The psychotic episode that turned his entire world upside down struck with absolutely no warning, and it was more terrifying than anything he should have been able to imagine, leaving him with a complete, incredibly detailed set of false, nightmare “memories.” Not just of his own life, but of an entire, ghastly world in which Operation Oz had never happened. In which millions of helpless civilians had been systematically slaughtered in “extermination camps” that were horrific beyond belief. In which there was still a Soviet Union. In which the Chinese Communists had succeeded, the Korean Peninsula had been permanently divided, thousands of nuclear warheads had spread their deadly threat across the entire Earth, and the Middle East was a festering sore of bloodshed, fanaticism, and terrorism.

But what if the false memories aren’t false after all, and that other world is just as real as the one Schröder has always known?

A Chain Across the Dawn (The Universe After #2)—Drew Williams (May 7, Tor Books)

It’s been three years since Esa left her backwater planet to join the ranks of the Justified. Together, she and fellow agent Jane Kamali have been traveling across the known universe, searching for children who share Esa’s supernatural gifts.

On a visit to a particularly remote planet, they learn that they’re not the only ones searching for gifted children. They find themselves on the tail of a mysterious being with impossible powers who will stop at nothing to get his hands on the very children that Esa and Jane are trying to save.

With their latest recruit in tow—a young Wulf boy named Sho—Esa and Jane must track their strange foe across the galaxy in search of answers. But the more they learn, the clearer it becomes—their enemy may be harder to defeat than they ever could have imagined.

 

WEEK TWO

The Exalting (Divinity War #1)—Dan Allen (May 15, Future House Publishing)

On Xahna, the eighth world, cities create their own supreme beings. As the believer fleet flees toward the Xahna to escape total annihilation at the hands of the mega-corporation known as ASP, marine sniper Jet Naman prepares to make first contact. But the fate of Xahna’s greatest power rests in the hands of a seventeen-year-old girl. Young Dana of Norr has found the bloodstone that grants access to the will of all twenty thousand inhabitants of Shoul Falls via their shared symbiotes: the sayathi microbes. The bloodstone offers near limitless power for a druid adept like Dana who can sense and control animals as long as her will lasts. Hunted by extremists who have banned the blood-binding, and pursued by the brutal warlock adepts of the tyrant Vetas-ka, Dana must return the bloodstone to its origin before it falls into the wrong hands. But those hands may be hers. For with each new challenge, the temptation to use the forbidden power grows stronger. Either way, her world is about to change forever.

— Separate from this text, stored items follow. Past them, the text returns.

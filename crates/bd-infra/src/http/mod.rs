mod reqwest_transport;

pub use reqwest_transport::{ReqwestTransport, TransportBuildError};
//! Record DTOs for the shipped list resources
//! 内置列表资源的记录 DTO
//!
//! Fields mirror the backend payloads. Anything the backend may omit is
//! `Option` or `#[serde(default)]` so a partial record still decodes.

mod account_group;
mod announcement;
mod salary_component;
mod voucher_type;

pub use account_group::{AccountGroup, AccountGroupStats, AccountNature};
pub use announcement::{Announcement, AnnouncementPriority, AnnouncementStats};
pub use salary_component::{SalaryComponent, SalaryComponentKind, SalaryComponentStats};
pub use voucher_type::{VoucherType, VoucherTypeStats};
use serde::{Deserialize, Serialize};

use crate::entity::ListEntity;
use crate::ids::RecordId;

/// Voucher type (payment, receipt, journal, ...) with its numbering scheme.
#[derive(Debug, Clone, PartialEq, Serialize, Deserialize)]
pub struct VoucherType {
    pub id: RecordId,
    pub name: String,
    #[serde(default)]
    pub code: Option<String>,
    #[serde(default)]
    pub prefix: Option<String>,
    #[serde(default)]
    pub next_number: Option<u64>,
    #[serde(default)]
    pub is_system: bool,
    #[serde(default)]
    pub is_active: bool,
}

#[derive(Debug, Clone, Default, PartialEq, Eq, Serialize, Deserialize)]
#[serde(default)]
pub struct VoucherTypeStats {
    pub total: u64,
    pub active: u64,
    pub inactive: u64,
    pub system: u64,
}

impl ListEntity for VoucherType {
    const RESOURCE: &'static str = "voucher-types";
    type Stats = VoucherTypeStats;

    fn record_id(&self) -> RecordId {
        self.id.clone()
    }
}
//! Canonical pagination model.
//! 统一的分页模型。

use serde::{Deserialize, Serialize};

/// Page metadata every list screen renders, whatever the backend sent.
///
/// Invariants:
/// - `last_page >= 1`
/// - `from == 0 && to == 0` when nothing is displayed
/// - otherwise `to - from + 1` equals the number of returned items
#[derive(Debug, Clone, Copy, PartialEq, Eq, Serialize, Deserialize)]
pub struct PaginationInfo {
    pub current_page: u64,
    pub per_page: u64,
    pub total: u64,
    pub last_page: u64,
    pub from: u64,
    pub to: u64,
}

/// Raw pagination facts gathered from a response, before derivation.
#[derive(Debug, Clone, Copy, Default, PartialEq, Eq)]
pub struct PaginationHints {
    pub total: Option<u64>,
    pub per_page: Option<u64>,
    pub current_page: Option<u64>,
    pub last_page: Option<u64>,
    pub from: Option<u64>,
    pub to: Option<u64>,
}

impl PaginationInfo {
    /// Fill in whatever `hints` leave out.
    ///
    /// `item_count` is the number of items actually returned for this page and
    /// always bounds the `from..=to` range.
    pub fn derive(hints: PaginationHints, item_count: usize) -> Self {
        let count = item_count as u64;
        let total = hints.total.unwrap_or(count);
        let per_page = hints.per_page.filter(|p| *p > 0).unwrap_or(count.max(1));
        let current_page = hints.current_page.filter(|p| *p > 0).unwrap_or(1);
        let last_page = hints
            .last_page
            .unwrap_or_else(|| total.div_ceil(per_page))
            .max(1);

        let (from, to) = if total == 0 || count == 0 {
            (0, 0)
        } else {
            // Page numbers come from the backend and may be arbitrarily large
            let span = count - 1;
            match (hints.from, hints.to) {
                (Some(from), Some(to)) if from > 0 && to >= from => {
                    (from, to.min(from.saturating_add(span)))
                }
                _ => {
                    let from = (current_page - 1)
                        .saturating_mul(per_page)
                        .saturating_add(1);
                    (from, total.min(from.saturating_add(span)).max(from))
                }
            }
        };

        Self {
            current_page,
            per_page,
            total,
            last_page,
            from,
            to,
        }
    }

    /// Pagination for a page holding exactly `items` with nothing else known.
    pub fn single_page(item_count: usize) -> Self {
        Self::derive(PaginationHints::default(), item_count)
    }

    pub fn has_next_page(&self) -> bool {
        self.current_page < self.last_page
    }

    pub fn has_previous_page(&self) -> bool {
        self.current_page > 1
    }

    pub fn is_empty(&self) -> bool {
        self.total == 0
    }
}
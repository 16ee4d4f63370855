//! Common macro for implementing string-backed ID wrapper types.

macro_rules! impl_id {
    ($($name:ident),* $(,)?) => {
        $(
            impl $name {
                pub fn from_string(s: String) -> Self {
                    Self(s)
                }

                pub fn as_str(&self) -> &str {
                    &self.0
                }

                pub fn into_inner(self) -> String {
                    self.0
                }
            }

            impl std::fmt::Display for $name {
                fn fmt(&self, f: &mut std::fmt::Formatter<'_>) -> std::fmt::Result {
                    write!(f, "{}", self.0)
                }
            }

            impl From<String> for $name {
                fn from(s: String) -> Self {
                    Self(s)
                }
            }

            impl From<&str> for $name {
                fn from(s: &str) -> Self {
                    Self(s.to_string())
                }
            }

            impl From<i64> for $name {
                fn from(n: i64) -> Self {
                    Self(n.to_string())
                }
            }

            impl From<u64> for $name {
                fn from(n: u64) -> Self {
                    Self(n.to_string())
                }
            }

            impl AsRef<str> for $name {
                fn as_ref(&self) -> &str {
                    &self.0
                }
            }
        )*
    };
}

pub(crate) use impl_id;
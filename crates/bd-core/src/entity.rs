//! Entity contract for list resources.

use std::fmt::Debug;

use serde::de::DeserializeOwned;
use serde::Serialize;

use crate::ids::RecordId;

/// A record type served by a list endpoint.
///
/// The list-query layer treats records as opaque payloads; only the id is
/// read, to find an item when patching a displayed page.
pub trait ListEntity: DeserializeOwned + Serialize + Clone + Debug + Send + Sync + 'static {
    /// Resource path relative to the API base URL, also used as cache namespace.
    const RESOURCE: &'static str;

    /// Statistics block returned next to the list, if the endpoint sends one.
    type Stats: DeserializeOwned + Serialize + Clone + Debug + Send + Sync + 'static;

    fn record_id(&self) -> RecordId;
}
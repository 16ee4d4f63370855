//! Client configuration DTO
//! 客户端配置 DTO
//!
//! Mirrors the on-disk TOML layout. Every section is optional in the file;
//! missing sections and fields take their defaults.

use std::collections::BTreeMap;

use serde::{Deserialize, Serialize};

/// Root configuration
/// 根配置
#[derive(Debug, Clone, Default, PartialEq, Serialize, Deserialize)]
#[serde(default)]
pub struct ClientConfig {
    pub api: ApiConfig,
    pub cache: CacheConfig,
    pub list: ListConfig,
}

/// Backend endpoint settings
#[derive(Debug, Clone, PartialEq, Serialize, Deserialize)]
#[serde(default)]
pub struct ApiConfig {
    /// Base URL every resource path is joined onto, e.g. `https://erp.example.com/api/`
    pub base_url: String,

    /// Per-request timeout in seconds
    pub timeout_secs: u64,

    /// Headers attached to every request (`Accept`, tenant headers, ...)
    pub default_headers: BTreeMap<String, String>,
}

/// Query cache settings
/// 查询缓存配置
#[derive(Debug, Clone, PartialEq, Serialize, Deserialize)]
#[serde(default)]
pub struct CacheConfig {
    /// How long a fetched page counts as fresh
    pub stale_time_ms: u64,

    /// Keep the previous key's data visible while a new key loads
    pub keep_previous_data: bool,

    /// Upper bound on cached keys
    pub max_entries: usize,
}

/// List screen settings
#[derive(Debug, Clone, PartialEq, Serialize, Deserialize)]
#[serde(default)]
pub struct ListConfig {
    pub default_per_page: u64,
}

impl Default for ApiConfig {
    fn default() -> Self {
        let mut default_headers = BTreeMap::new();
        default_headers.insert("Accept".to_string(), "application/json".to_string());
        Self {
            base_url: "http://localhost:8000/api/".to_string(),
            timeout_secs: 30,
            default_headers,
        }
    }
}

impl Default for CacheConfig {
    fn default() -> Self {
        Self {
            stale_time_ms: 30_000,
            keep_previous_data: true,
            max_entries: 200,
        }
    }
}

impl Default for ListConfig {
    fn default() -> Self {
        Self {
            default_per_page: 15,
        }
    }
}

impl ClientConfig {
    /// Parse a TOML document.
    /// 解析 TOML 文本。
    pub fn from_toml_str(text: &str) -> Result<Self, toml::de::Error> {
        toml::from_str(text)
    }
}
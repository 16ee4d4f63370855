//! List screen lifecycle.

mod state_machine;

pub use state_machine::{ListEvent, ListPhase, ListStateMachine};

Pariah (Donovan #3)—W. Michael Gear (May 14, DAW)

Corporate assassin Tamarland Benteen’s last hope is the survey ship Vixen. With a load of scientists aboard under the supervision of Dr. Dortmund Weisbacher, Vixen is tasked with the first comprehensive survey of the newly discovered planet called Donovan.

But a space ship is already orbiting Donovan, and, impossibly, human settlements have been established on the planet. For Dortmund Weisbacher, this is a violation of the most basic conservation tenets. Donovan is an ecological disaster.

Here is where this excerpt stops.